Whether the monster has "multi-attacks" is irrelevant. All that means is that there are multiple "attack" animation events defined for the animation being used by the MonsterAttackComponent. And the undead monster has four of them, not seven. This does not change anything about the attacks themselves, it doesn't affect the damage of the individual attacks and it certainly doesn't affect what protection does.
Pompidom wrote:The only question that remains:
What gets applied first, the pierce or the protection multiplier?
You keep saying this but I answered that question in my first post. Pierce is subtracted from the protection value for the targeted body part, prior to using that protection value (the "protection multiplier" as you call it).

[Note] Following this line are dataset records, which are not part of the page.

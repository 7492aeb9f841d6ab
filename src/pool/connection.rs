//! Implements [`BrokerConnection`] for a shared [`lapin::Connection`].

use crate::pool::transport::{BrokerConnection, CloseSignals};
use lapin::{Connection, ConnectionState};
use std::ops::Deref;
use std::sync::Arc;
use tokio::sync::mpsc;

/// A [`Connection`] that can be handed out to several consumers at once.
#[derive(Clone)]
pub struct PooledConnection(Arc<Connection>);

impl PooledConnection {
    pub(crate) fn new(connection: Connection) -> Self {
        Self(Arc::new(connection))
    }

    /// A connection can be handed out again only while it is fully open.
    pub fn is_healthy(&self) -> bool {
        matches!(self.0.status().state(), ConnectionState::Connected)
    }

    /// `true` if both handles point to the same underlying connection.
    pub fn same_as(&self, other: &PooledConnection) -> bool {
        Arc::ptr_eq(&self.0, &other.0)
    }
}

impl Deref for PooledConnection {
    type Target = Connection;

    fn deref(&self) -> &Connection {
        &self.0
    }
}

impl BrokerConnection for PooledConnection {
    fn notify_close(&self, capacity: usize) -> CloseSignals {
        let (sender, receiver) = mpsc::channel(capacity);
        self.0.on_error(move |e| {
            let _ = sender.try_send(e.into());
        });
        receiver
    }
}
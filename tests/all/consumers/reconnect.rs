use crate::helpers::{start_consumer, StubPool};
use carrot_sentinel::consumers::ConsumerConfig;
use std::time::Duration;
use tokio::time::Instant;

#[tokio::test(start_paused = true)]
async fn a_channel_error_rebuilds_the_channel() {
    // Arrange
    let pool = StubPool::new();
    let first = pool.script();
    let second = pool.script();
    first.deliver(1);
    let consumer = start_consumer(&pool, ConsumerConfig::new("orders"));
    consumer.next().await.unwrap().done();

    // Act
    first
        .channel
        .state
        .notifier
        .fail("PRECONDITION_FAILED - unknown delivery tag 1");
    second.deliver(2);

    // Assert
    assert_eq!(2, consumer.next().await.unwrap().into_delivery());
    assert_eq!(vec![first.channel.id], pool.closed_channels());
    assert_eq!(0, pool.closed_connections());
    assert_eq!(2, pool.acquisitions());
}

#[tokio::test(start_paused = true)]
async fn an_error_on_the_delivery_stream_rebuilds_the_channel() {
    // Arrange
    let pool = StubPool::new();
    let first = pool.script();
    let second = pool.script();
    let consumer = start_consumer(&pool, ConsumerConfig::new("orders"));

    // Act
    first.fail_stream("unexpected frame");
    second.deliver(2);

    // Assert
    assert_eq!(2, consumer.next().await.unwrap().into_delivery());
    assert_eq!(vec![first.channel.id], pool.closed_channels());
}

#[tokio::test(start_paused = true)]
async fn a_delivery_stream_that_ends_is_rebuilt() {
    // Arrange
    let pool = StubPool::new();
    let first = pool.script();
    let second = pool.script();
    let first_channel = first.channel.id;
    let consumer = start_consumer(&pool, ConsumerConfig::new("orders"));

    // Act
    first.end_stream();
    second.deliver(2);

    // Assert
    assert_eq!(2, consumer.next().await.unwrap().into_delivery());
    assert_eq!(vec![first_channel], pool.closed_channels());
}

#[tokio::test(start_paused = true)]
async fn a_connection_error_releases_the_connection_and_acquires_a_new_one() {
    // Arrange
    let pool = StubPool::new();
    let first = pool.script();
    let second = pool.script();
    first.deliver(1);
    let consumer = start_consumer(&pool, ConsumerConfig::new("orders"));
    consumer.next().await.unwrap().done();

    // Act
    first
        .connection
        .fail("CONNECTION_FORCED - broker forced connection closure");
    second.deliver(2);

    // Assert
    assert_eq!(2, consumer.next().await.unwrap().into_delivery());
    assert_eq!(1, pool.closed_connections());
    assert_eq!(2, pool.acquisitions());
}

#[tokio::test(start_paused = true)]
async fn a_connection_closed_without_an_error_is_replaced_as_well() {
    // Arrange
    let pool = StubPool::new();
    let first = pool.script();
    let second = pool.script();
    first.deliver(1);
    let consumer = start_consumer(&pool, ConsumerConfig::new("orders"));
    consumer.next().await.unwrap().done();

    // Act
    first.connection.close();
    second.deliver(2);

    // Assert
    assert_eq!(2, consumer.next().await.unwrap().into_delivery());
    assert_eq!(1, pool.closed_connections());
}

#[tokio::test(start_paused = true)]
async fn a_connection_shared_with_other_consumers_is_not_watched() {
    // Arrange
    let pool = StubPool::new();
    pool.reuse_connections();
    let generation = pool.script();
    generation.deliver(1);

    // Act
    let consumer = start_consumer(&pool, ConsumerConfig::new("orders"));
    consumer.next().await.unwrap().done();

    // Assert
    assert!(!generation.connection.is_watched());
    assert!(generation.channel.state.notifier.is_watched());
}

#[tokio::test(start_paused = true)]
async fn failed_acquisitions_are_retried_after_a_backoff() {
    // Arrange
    let pool = StubPool::new();
    pool.fail_acquisitions(3);
    let generation = pool.script();
    generation.deliver(1);
    let started = Instant::now();

    // Act
    let consumer = start_consumer(&pool, ConsumerConfig::new("orders"));
    let envelope = consumer.next().await.unwrap();

    // Assert
    assert_eq!(1, *envelope.delivery());
    assert_eq!(4, pool.acquisitions());
    assert!(started.elapsed() >= Duration::from_secs(3));
    envelope.done();
}

#[tokio::test(start_paused = true)]
async fn a_connection_is_released_when_no_channel_can_be_opened_on_it() {
    // Arrange
    let pool = StubPool::new();
    pool.fail_channels(1);
    let generation = pool.script();
    generation.deliver(1);

    // Act
    let consumer = start_consumer(&pool, ConsumerConfig::new("orders"));
    let envelope = consumer.next().await.unwrap();

    // Assert
    assert_eq!(1, *envelope.delivery());
    assert_eq!(1, pool.closed_connections());
    assert_eq!(2, pool.acquisitions());
    envelope.done();
}
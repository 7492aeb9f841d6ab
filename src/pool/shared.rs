//! [`ConnectionPool`] backed by real RabbitMq connections.
use crate::amqp::{configuration::ConnectionConfig, ConnectionFactory, Delivery};
use crate::pool::connection::PooledConnection;
use crate::pool::transport::{AcquiredConnection, ChannelRequest, ConnectionPool, ConsumerChannel};
use crate::pool::Error;
use amq_protocol_types::{AMQPValue, FieldTable};
use futures_util::{stream::BoxStream, StreamExt, TryStreamExt};
use lapin::{
    options::{BasicConsumeOptions, BasicQosOptions},
    Channel,
};
use std::collections::HashMap;
use std::sync::Arc;
use tokio::sync::Mutex;

/// AMQP reply code for a normal shutdown.
const REPLY_SUCCESS: u16 = 200;

#[derive(Debug, Clone, PartialEq, Eq, Hash)]
struct PoolKey {
    address: String,
    tag: String,
}

/// Hands out shared RabbitMq connections, keyed by broker address and consumer tag.
///
/// A healthy cached connection is reused; a missing or broken one is replaced by a freshly
/// opened connection. Each consumer always gets its own channel.
///
/// `SharedConnectionPool` is cheap to clone: clones share the same cache.
#[derive(Clone, Default)]
pub struct SharedConnectionPool {
    connections: Arc<Mutex<HashMap<PoolKey, PooledConnection>>>,
}

impl SharedConnectionPool {
    pub fn new() -> Self {
        Self::default()
    }

    /// The number of connections currently cached, healthy or not.
    pub async fn len(&self) -> usize {
        self.connections.lock().await.len()
    }

    pub async fn is_empty(&self) -> bool {
        self.len().await == 0
    }
}

#[async_trait::async_trait]
impl ConnectionPool for SharedConnectionPool {
    type Connection = PooledConnection;
    type Channel = Channel;
    type Delivery = Delivery;
    type Deliveries = BoxStream<'static, Result<Delivery, Error>>;

    async fn acquire(
        &self,
        config: &ConnectionConfig,
        tag: &str,
    ) -> Result<AcquiredConnection<PooledConnection>, Error> {
        let key = PoolKey {
            address: config.address.clone(),
            tag: tag.to_owned(),
        };
        // The lock is held while connecting: concurrent consumers asking for the same
        // key wait for a single connection instead of racing to open several.
        let mut connections = self.connections.lock().await;
        if let Some(connection) = connections.get(&key) {
            if connection.is_healthy() {
                return Ok(AcquiredConnection {
                    connection: connection.clone(),
                    is_new: false,
                });
            }
            tracing::debug!(
                address = %key.address,
                tag = %key.tag,
                "Replacing a broken cached connection"
            );
        }
        let connection =
            PooledConnection::new(ConnectionFactory::new(config).new_connection().await?);
        connections.insert(key, connection.clone());
        Ok(AcquiredConnection {
            connection,
            is_new: true,
        })
    }

    #[tracing::instrument(name = "rabbitmq_create_consumer_channel", skip(self, connection))]
    async fn create_consumer_channel(
        &self,
        connection: &PooledConnection,
        request: ChannelRequest<'_>,
    ) -> Result<ConsumerChannel<Channel, Self::Deliveries>, Error> {
        let channel = connection.create_channel().await?;
        channel
            .basic_qos(request.prefetch_count, BasicQosOptions { global: false })
            .await?;
        let mut args = FieldTable::default();
        if let Some(priority) = request.priority {
            args.insert("x-priority".into(), AMQPValue::LongInt(priority));
        }
        let consumer = channel
            .basic_consume(
                request.queue,
                request.tag,
                BasicConsumeOptions::default(),
                args,
            )
            .await?;
        Ok(ConsumerChannel {
            channel,
            deliveries: consumer.map_ok(Delivery::from).map_err(Error::from).boxed(),
        })
    }

    async fn close_connection(&self, connection: &PooledConnection) {
        self.connections
            .lock()
            .await
            .retain(|_, cached| !cached.same_as(connection));
        if connection.is_healthy() {
            if let Err(e) = connection.close(REPLY_SUCCESS, "closed by consumer").await {
                tracing::debug!(error = %e, "Failed to close RabbitMQ connection");
            }
        }
    }

    async fn close_channel(&self, channel: &Channel) {
        if let Err(e) = channel.close(REPLY_SUCCESS, "closed by consumer").await {
            tracing::debug!(error = %e, "Failed to close RabbitMQ channel");
        }
    }
}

Something is certainly going wrong with your test; one possibility is that your champion has wounds. If you have an item equipped on a wounded body part, 1/4th of that item's protection (including any bonus from armor skill) is subtracted from the protection value for ALL body parts.
edit: Here's an alternative way to calculate your "effective protection" for a body part that might be less confusing, or easier to do in your head:
- Start with the "Protection" value on your character sheet.
- Subtract the base protection values (do not include armor skill bonus) of the items on the other three body parts.
- Divide by 4.
- Add the protection value for the chosen body part.
This takes advantage of the character sheet protection value to "automatically" account for the effects of wounds and armor skill.